Hello,
the current trunk version includes the Porter and Snowball stemmers. We
didn't develop the ourself
but redistribute them as part of OpenNLP.
It would be nice to add more stemmers, in case you need a certain one it
would be nice if you could
point it out, and we might be able to redistribute it as well. Or maybe
just implement it.
We don't have stoplists, but I think it will be easy to change that. We
could probably use the ones from snowball.
There is no language modeling, it would be nice to get a contribution
there. Maybe you are interested in implementing it?

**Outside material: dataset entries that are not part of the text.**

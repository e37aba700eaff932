//! Repository trait for launch data access.

use crate::domain::entities::{Launch, LaunchStats};
use crate::error::AppError;
use async_trait::async_trait;

/// Repository interface for reading launch records.
///
/// Backed by the three fixed GraphQL queries of the upstream API.
///
/// # Implementations
///
/// - [`crate::infrastructure::graphql::GraphqlLaunchRepository`] - GraphQL implementation
/// - Test mocks available with `cfg(test)`
///
/// # Examples
///
/// See integration tests: `tests/repository_launch.rs`
#[cfg_attr(test, mockall::automock)]
#[async_trait]
pub trait LaunchRepository: Send + Sync {
    /// Lists launches, newest first.
    ///
    /// `limit` and `offset` are forwarded to the upstream query only when set.
    /// The result never holds more than `limit` records.
    ///
    /// # Errors
    ///
    /// Returns [`AppError::Upstream`] when the endpoint fails.
    async fn list_launches(
        &self,
        limit: Option<usize>,
        offset: Option<usize>,
    ) -> Result<Vec<Launch>, AppError>;

    /// Computes aggregate totals from the simplified listing query.
    ///
    /// # Errors
    ///
    /// Returns [`AppError::Upstream`] when the endpoint fails.
    async fn launch_stats(&self) -> Result<LaunchStats, AppError>;

    /// Fetches a single launch by id.
    ///
    /// # Returns
    ///
    /// - `Ok(Some(Launch))` if found
    /// - `Ok(None)` if the id does not resolve
    ///
    /// # Errors
    ///
    /// Returns [`AppError::Upstream`] when the endpoint fails.
    async fn find_by_id(&self, id: &str) -> Result<Option<Launch>, AppError>;
}
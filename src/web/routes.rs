//! Page route configuration.

use crate::state::AppState;
use crate::web::handlers::{
    about_handler, catalog_handler, detail_handler, feed_close_handler, feed_next_handler,
    feed_reset_handler, home_handler, privacy_handler,
};
use axum::{
    Router,
    routing::{get, post},
};

/// Server-rendered pages.
///
/// # Endpoints
///
/// - `GET /` - Home page with stats and recent launches
/// - `GET /launches` - Catalog with the first feed page
/// - `GET /launches/{id}` - Launch detail page
/// - `GET /about` - About page
/// - `GET /privacy` - Privacy policy
pub fn page_routes() -> Router<AppState> {
    Router::new()
        .route("/", get(home_handler))
        .route("/launches", get(catalog_handler))
        .route("/launches/{id}", get(detail_handler))
        .route("/about", get(about_handler))
        .route("/privacy", get(privacy_handler))
}

/// Endpoints called by the catalog script.
///
/// # Endpoints
///
/// - `POST /launches/feed/{session}/next` - Load the next page
/// - `POST /launches/feed/{session}/reset` - Restart with new parameters
/// - `POST /launches/feed/{session}/close` - Drop the session
pub fn feed_routes() -> Router<AppState> {
    Router::new()
        .route("/launches/feed/{session}/next", post(feed_next_handler))
        .route("/launches/feed/{session}/reset", post(feed_reset_handler))
        .route("/launches/feed/{session}/close", post(feed_close_handler))
}
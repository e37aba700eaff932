//! [`LaunchRepository`] backed by the GraphQL launch API.

use std::sync::Arc;

use async_trait::async_trait;
use serde_json::{Map, Value, json};

use super::client::{FetchPolicy, GraphqlClient};
use super::queries::{GET_LAUNCH_DETAILS, GET_LAUNCHES, GET_LAUNCHES_SIMPLE};
use super::records::{LaunchData, LaunchesData};
use crate::domain::entities::{Launch, LaunchStats};
use crate::domain::repositories::LaunchRepository;
use crate::error::AppError;

pub struct GraphqlLaunchRepository {
    client: Arc<GraphqlClient>,
    policy: FetchPolicy,
}

impl GraphqlLaunchRepository {
    /// Repository for server-rendered pages; responses go through the cache.
    pub fn cached(client: Arc<GraphqlClient>) -> Self {
        Self {
            client,
            policy: FetchPolicy::Cached,
        }
    }

    /// Repository for feeds; every page goes to the network.
    pub fn uncached(client: Arc<GraphqlClient>) -> Self {
        Self {
            client,
            policy: FetchPolicy::NoStore,
        }
    }

    pub fn policy(&self) -> FetchPolicy {
        self.policy
    }
}

/// Builds the `GetLaunches` variables, leaving out unset values.
pub fn page_variables(limit: Option<usize>, offset: Option<usize>) -> Value {
    let mut vars = Map::new();
    if let Some(limit) = limit {
        vars.insert("limit".to_string(), json!(limit));
    }
    if let Some(offset) = offset {
        vars.insert("offset".to_string(), json!(offset));
    }
    Value::Object(vars)
}

/// Orders newest first and caps the list at `limit`. Undated launches sort last.
fn newest_first(mut launches: Vec<Launch>, limit: Option<usize>) -> Vec<Launch> {
    launches.sort_by(|a, b| b.launch_date.cmp(&a.launch_date));
    if let Some(limit) = limit {
        launches.truncate(limit);
    }
    launches
}

#[async_trait]
impl LaunchRepository for GraphqlLaunchRepository {
    async fn list_launches(
        &self,
        limit: Option<usize>,
        offset: Option<usize>,
    ) -> Result<Vec<Launch>, AppError> {
        let data: LaunchesData = self
            .client
            .execute(&GET_LAUNCHES, page_variables(limit, offset), self.policy)
            .await?;

        Ok(newest_first(data.into_launches(), limit))
    }

    async fn launch_stats(&self) -> Result<LaunchStats, AppError> {
        let data: LaunchesData = self
            .client
            .execute(&GET_LAUNCHES_SIMPLE, json!({}), self.policy)
            .await?;

        Ok(LaunchStats::from_launches(&data.into_launches()))
    }

    async fn find_by_id(&self, id: &str) -> Result<Option<Launch>, AppError> {
        let data: LaunchData = self
            .client
            .execute(&GET_LAUNCH_DETAILS, json!({ "id": id }), self.policy)
            .await?;

        Ok(data.launch.map(Launch::from))
    }
}
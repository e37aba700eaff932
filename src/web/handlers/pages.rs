//! Static content pages.

use askama::Template;
use askama_web::WebTemplate;
use axum::response::IntoResponse;
use chrono::Utc;

use crate::utils::format::card_date;
use crate::web::view::{Layout, NavItem};

#[derive(Template, WebTemplate)]
#[template(path = "about.html")]
pub struct AboutTemplate {
    pub layout: Layout,
}

#[derive(Template, WebTemplate)]
#[template(path = "privacy.html")]
pub struct PrivacyTemplate {
    pub layout: Layout,
    /// Date shown as "Última atualização", `dd/mm/yyyy`.
    pub updated: String,
}

/// `GET /about`
pub async fn about_handler() -> impl IntoResponse {
    AboutTemplate {
        layout: Layout::new(NavItem::About),
    }
}

/// `GET /privacy`
pub async fn privacy_handler() -> impl IntoResponse {
    PrivacyTemplate {
        layout: Layout::privacy(),
        updated: card_date(Utc::now()),
    }
}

Anyway, it would be nice if you could open two ira issues to request
stopword lists and the language model.
Jörn
On 02/23/2014 02:35 PM, Martin Wunderlich wrote:
Hi all,
I recently started working with OpenNLP for a project in the area of
text classification with neural networks. So far, OpenNLP is a great
library and very useful.
There are just three things that I haven't been able to find, but
maybe they do exist:
- language models: e.g. to create a bigram language model with
relative and absolute frequencies from several texts
- stemming: to reduce different word forms in inflected languages to a
canonical root form
- stoplist: to remove certain words (e.g. from the language model)
that are deemed irrelevant
Do these functions exist in OpenNLP? If not, can you recommend another
library to complement these functions?
Kind regards,
Martin